== INSTRUCTIONS TO FOLLOW ==
The task calls for each line of the records below in which the word "ProtectedItemSpec" appears.

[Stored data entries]
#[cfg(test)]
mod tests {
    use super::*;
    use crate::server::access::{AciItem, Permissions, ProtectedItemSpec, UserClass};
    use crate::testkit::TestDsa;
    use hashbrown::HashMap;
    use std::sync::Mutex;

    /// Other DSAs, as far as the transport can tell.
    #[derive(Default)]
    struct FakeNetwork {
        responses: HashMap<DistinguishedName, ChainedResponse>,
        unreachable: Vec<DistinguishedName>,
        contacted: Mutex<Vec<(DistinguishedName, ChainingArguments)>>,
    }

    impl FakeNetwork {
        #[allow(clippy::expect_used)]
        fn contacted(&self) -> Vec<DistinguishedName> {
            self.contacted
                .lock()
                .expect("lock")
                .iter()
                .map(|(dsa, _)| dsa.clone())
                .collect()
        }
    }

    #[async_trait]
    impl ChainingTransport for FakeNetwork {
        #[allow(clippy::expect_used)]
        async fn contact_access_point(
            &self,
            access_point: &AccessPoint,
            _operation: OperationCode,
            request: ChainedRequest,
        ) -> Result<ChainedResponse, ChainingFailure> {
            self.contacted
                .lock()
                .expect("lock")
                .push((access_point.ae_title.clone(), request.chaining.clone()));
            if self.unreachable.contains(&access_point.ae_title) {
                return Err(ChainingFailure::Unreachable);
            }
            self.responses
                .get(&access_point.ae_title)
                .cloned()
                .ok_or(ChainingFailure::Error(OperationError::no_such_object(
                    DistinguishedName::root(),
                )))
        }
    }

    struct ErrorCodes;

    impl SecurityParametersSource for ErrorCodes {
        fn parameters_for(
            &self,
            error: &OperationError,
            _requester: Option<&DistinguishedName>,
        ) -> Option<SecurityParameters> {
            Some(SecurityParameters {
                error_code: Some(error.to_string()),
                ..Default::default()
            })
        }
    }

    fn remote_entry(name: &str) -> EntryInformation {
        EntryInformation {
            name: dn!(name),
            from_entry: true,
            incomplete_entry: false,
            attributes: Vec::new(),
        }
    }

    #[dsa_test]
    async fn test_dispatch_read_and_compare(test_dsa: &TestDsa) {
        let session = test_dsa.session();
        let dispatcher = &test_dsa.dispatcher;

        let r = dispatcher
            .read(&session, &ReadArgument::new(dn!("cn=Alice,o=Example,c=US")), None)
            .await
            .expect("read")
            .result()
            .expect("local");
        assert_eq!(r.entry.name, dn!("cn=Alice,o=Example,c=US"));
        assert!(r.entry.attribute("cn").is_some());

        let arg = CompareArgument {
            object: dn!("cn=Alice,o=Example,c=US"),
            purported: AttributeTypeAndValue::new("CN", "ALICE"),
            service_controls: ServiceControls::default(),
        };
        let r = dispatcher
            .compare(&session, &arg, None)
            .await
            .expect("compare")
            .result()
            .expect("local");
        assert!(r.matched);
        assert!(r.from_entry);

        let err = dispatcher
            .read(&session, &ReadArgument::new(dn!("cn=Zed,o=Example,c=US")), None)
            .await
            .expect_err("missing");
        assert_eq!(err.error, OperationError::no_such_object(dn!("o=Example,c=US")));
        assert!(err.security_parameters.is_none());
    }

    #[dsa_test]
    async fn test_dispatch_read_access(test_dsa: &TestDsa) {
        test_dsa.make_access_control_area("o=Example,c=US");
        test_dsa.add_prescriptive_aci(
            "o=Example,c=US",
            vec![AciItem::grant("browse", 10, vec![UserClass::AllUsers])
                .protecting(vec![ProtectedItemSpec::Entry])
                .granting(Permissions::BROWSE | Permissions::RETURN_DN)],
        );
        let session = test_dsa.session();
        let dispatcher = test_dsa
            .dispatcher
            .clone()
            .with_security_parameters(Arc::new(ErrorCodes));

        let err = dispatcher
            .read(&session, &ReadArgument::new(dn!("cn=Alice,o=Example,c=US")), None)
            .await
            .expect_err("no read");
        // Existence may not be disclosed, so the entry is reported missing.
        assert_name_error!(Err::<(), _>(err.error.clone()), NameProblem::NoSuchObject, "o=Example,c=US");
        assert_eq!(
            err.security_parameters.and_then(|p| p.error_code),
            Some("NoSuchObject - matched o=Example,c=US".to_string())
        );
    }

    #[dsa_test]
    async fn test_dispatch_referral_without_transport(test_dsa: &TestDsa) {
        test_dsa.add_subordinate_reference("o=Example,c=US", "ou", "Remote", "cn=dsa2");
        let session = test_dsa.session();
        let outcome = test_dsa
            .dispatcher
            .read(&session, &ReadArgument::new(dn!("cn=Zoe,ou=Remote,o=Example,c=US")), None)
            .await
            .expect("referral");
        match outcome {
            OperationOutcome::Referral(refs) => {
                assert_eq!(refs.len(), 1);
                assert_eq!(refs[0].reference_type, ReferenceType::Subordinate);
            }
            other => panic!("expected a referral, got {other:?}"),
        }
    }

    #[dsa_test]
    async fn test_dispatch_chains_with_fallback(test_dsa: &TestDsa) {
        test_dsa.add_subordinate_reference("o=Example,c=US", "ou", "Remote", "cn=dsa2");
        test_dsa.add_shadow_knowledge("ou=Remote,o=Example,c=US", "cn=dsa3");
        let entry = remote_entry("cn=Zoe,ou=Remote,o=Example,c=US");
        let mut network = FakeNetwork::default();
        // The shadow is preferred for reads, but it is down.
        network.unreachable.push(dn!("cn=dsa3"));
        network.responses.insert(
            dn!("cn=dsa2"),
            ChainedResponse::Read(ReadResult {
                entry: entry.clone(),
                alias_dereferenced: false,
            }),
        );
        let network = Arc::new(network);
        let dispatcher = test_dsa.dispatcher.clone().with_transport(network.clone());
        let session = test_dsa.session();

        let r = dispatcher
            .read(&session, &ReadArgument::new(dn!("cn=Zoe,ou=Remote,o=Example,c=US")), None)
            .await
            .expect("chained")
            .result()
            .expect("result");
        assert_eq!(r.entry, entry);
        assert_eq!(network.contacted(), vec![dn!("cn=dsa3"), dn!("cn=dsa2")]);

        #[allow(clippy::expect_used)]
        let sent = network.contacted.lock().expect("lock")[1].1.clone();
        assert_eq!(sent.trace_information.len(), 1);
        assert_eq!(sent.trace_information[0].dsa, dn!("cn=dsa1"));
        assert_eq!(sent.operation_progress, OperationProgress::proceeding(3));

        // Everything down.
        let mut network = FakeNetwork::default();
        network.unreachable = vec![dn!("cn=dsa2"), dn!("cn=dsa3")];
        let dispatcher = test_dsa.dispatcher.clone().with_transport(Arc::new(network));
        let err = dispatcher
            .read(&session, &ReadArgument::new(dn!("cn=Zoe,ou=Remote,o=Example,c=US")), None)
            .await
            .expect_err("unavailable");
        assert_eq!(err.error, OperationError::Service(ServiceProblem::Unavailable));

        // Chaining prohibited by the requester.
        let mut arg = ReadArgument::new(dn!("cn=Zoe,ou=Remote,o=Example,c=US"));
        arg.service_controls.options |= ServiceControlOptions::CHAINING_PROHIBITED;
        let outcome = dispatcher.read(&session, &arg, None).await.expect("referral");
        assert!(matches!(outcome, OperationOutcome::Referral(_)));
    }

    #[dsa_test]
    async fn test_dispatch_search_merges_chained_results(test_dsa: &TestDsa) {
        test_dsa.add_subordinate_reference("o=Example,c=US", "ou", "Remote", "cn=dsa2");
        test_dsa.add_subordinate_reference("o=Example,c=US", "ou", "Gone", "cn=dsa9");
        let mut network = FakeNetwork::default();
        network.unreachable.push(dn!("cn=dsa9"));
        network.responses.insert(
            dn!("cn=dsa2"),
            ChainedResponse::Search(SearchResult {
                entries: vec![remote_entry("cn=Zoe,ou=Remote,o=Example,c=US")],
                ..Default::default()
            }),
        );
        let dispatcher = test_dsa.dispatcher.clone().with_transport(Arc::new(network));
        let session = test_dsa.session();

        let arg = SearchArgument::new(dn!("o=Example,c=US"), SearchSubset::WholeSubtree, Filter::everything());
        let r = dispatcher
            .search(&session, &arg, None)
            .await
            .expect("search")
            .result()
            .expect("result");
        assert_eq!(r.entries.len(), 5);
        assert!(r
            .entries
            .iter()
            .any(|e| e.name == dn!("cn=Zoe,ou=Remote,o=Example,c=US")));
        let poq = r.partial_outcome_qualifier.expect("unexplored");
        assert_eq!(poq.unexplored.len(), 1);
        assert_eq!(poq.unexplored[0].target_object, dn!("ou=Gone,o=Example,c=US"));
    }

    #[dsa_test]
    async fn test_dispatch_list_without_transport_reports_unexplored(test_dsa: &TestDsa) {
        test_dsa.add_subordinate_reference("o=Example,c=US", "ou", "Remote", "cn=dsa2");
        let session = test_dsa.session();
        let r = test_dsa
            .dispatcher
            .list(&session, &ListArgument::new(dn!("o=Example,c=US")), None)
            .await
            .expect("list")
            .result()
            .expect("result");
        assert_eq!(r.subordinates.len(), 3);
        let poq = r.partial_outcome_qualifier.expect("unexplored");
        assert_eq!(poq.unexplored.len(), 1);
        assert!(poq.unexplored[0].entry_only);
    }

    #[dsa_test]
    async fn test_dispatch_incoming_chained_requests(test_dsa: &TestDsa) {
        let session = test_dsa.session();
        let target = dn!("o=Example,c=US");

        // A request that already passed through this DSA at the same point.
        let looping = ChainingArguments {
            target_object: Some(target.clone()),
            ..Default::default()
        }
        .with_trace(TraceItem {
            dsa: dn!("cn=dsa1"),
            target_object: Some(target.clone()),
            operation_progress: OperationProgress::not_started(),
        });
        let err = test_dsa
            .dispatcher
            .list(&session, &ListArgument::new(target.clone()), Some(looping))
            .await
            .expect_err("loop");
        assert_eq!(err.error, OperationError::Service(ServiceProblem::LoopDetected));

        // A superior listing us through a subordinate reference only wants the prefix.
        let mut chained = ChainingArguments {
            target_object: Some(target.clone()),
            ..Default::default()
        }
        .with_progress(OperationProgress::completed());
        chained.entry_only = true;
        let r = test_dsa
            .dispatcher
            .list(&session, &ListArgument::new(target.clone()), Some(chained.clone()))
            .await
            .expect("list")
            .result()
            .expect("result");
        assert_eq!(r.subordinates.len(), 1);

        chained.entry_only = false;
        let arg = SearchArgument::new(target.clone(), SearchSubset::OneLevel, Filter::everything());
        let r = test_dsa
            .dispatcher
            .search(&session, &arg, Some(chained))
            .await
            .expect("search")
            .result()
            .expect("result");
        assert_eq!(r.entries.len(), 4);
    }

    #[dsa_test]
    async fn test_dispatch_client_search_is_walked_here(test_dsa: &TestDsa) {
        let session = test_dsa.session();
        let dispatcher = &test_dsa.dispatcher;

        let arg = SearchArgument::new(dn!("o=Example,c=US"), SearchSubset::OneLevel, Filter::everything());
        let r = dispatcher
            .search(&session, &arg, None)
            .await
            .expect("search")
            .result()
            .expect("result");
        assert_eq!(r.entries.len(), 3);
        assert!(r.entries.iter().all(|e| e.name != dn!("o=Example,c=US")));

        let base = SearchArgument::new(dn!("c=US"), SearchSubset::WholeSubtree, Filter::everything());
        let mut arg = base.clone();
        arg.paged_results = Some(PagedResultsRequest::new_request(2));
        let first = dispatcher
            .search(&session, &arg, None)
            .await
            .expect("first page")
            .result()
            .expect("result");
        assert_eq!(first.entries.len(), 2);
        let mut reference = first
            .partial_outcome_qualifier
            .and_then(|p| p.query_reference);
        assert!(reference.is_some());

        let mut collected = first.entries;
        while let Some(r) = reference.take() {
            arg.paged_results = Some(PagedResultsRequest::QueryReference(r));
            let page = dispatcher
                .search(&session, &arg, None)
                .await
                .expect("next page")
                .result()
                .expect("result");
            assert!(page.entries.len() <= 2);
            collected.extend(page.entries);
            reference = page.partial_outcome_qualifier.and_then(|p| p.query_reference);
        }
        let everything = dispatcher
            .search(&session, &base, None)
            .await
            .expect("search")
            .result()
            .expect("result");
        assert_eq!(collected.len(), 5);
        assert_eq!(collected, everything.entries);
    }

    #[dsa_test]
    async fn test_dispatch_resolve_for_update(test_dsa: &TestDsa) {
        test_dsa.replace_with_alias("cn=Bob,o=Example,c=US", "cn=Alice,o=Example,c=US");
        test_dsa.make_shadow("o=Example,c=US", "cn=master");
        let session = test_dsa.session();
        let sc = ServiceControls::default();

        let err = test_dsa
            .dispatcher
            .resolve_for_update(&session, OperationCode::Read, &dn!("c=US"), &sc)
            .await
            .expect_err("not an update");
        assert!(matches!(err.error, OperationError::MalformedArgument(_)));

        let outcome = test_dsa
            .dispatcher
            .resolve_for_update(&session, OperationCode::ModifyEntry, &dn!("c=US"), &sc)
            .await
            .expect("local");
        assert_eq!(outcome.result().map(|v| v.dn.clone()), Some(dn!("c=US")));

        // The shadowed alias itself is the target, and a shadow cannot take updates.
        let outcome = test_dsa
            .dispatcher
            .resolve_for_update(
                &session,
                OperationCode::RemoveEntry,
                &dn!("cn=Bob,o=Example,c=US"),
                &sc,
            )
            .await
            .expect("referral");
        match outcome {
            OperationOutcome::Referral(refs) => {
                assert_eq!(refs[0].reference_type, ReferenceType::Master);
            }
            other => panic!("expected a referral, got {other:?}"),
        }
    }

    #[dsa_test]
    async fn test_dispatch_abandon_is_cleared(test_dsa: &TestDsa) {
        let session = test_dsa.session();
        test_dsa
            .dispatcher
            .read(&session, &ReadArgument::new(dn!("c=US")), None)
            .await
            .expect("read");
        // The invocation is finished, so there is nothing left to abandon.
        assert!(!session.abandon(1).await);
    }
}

== WRITTEN ANSWER ==
    use crate::server::access::{AciItem, Permissions, ProtectedItemSpec, UserClass};
                .protecting(vec![ProtectedItemSpec::Entry])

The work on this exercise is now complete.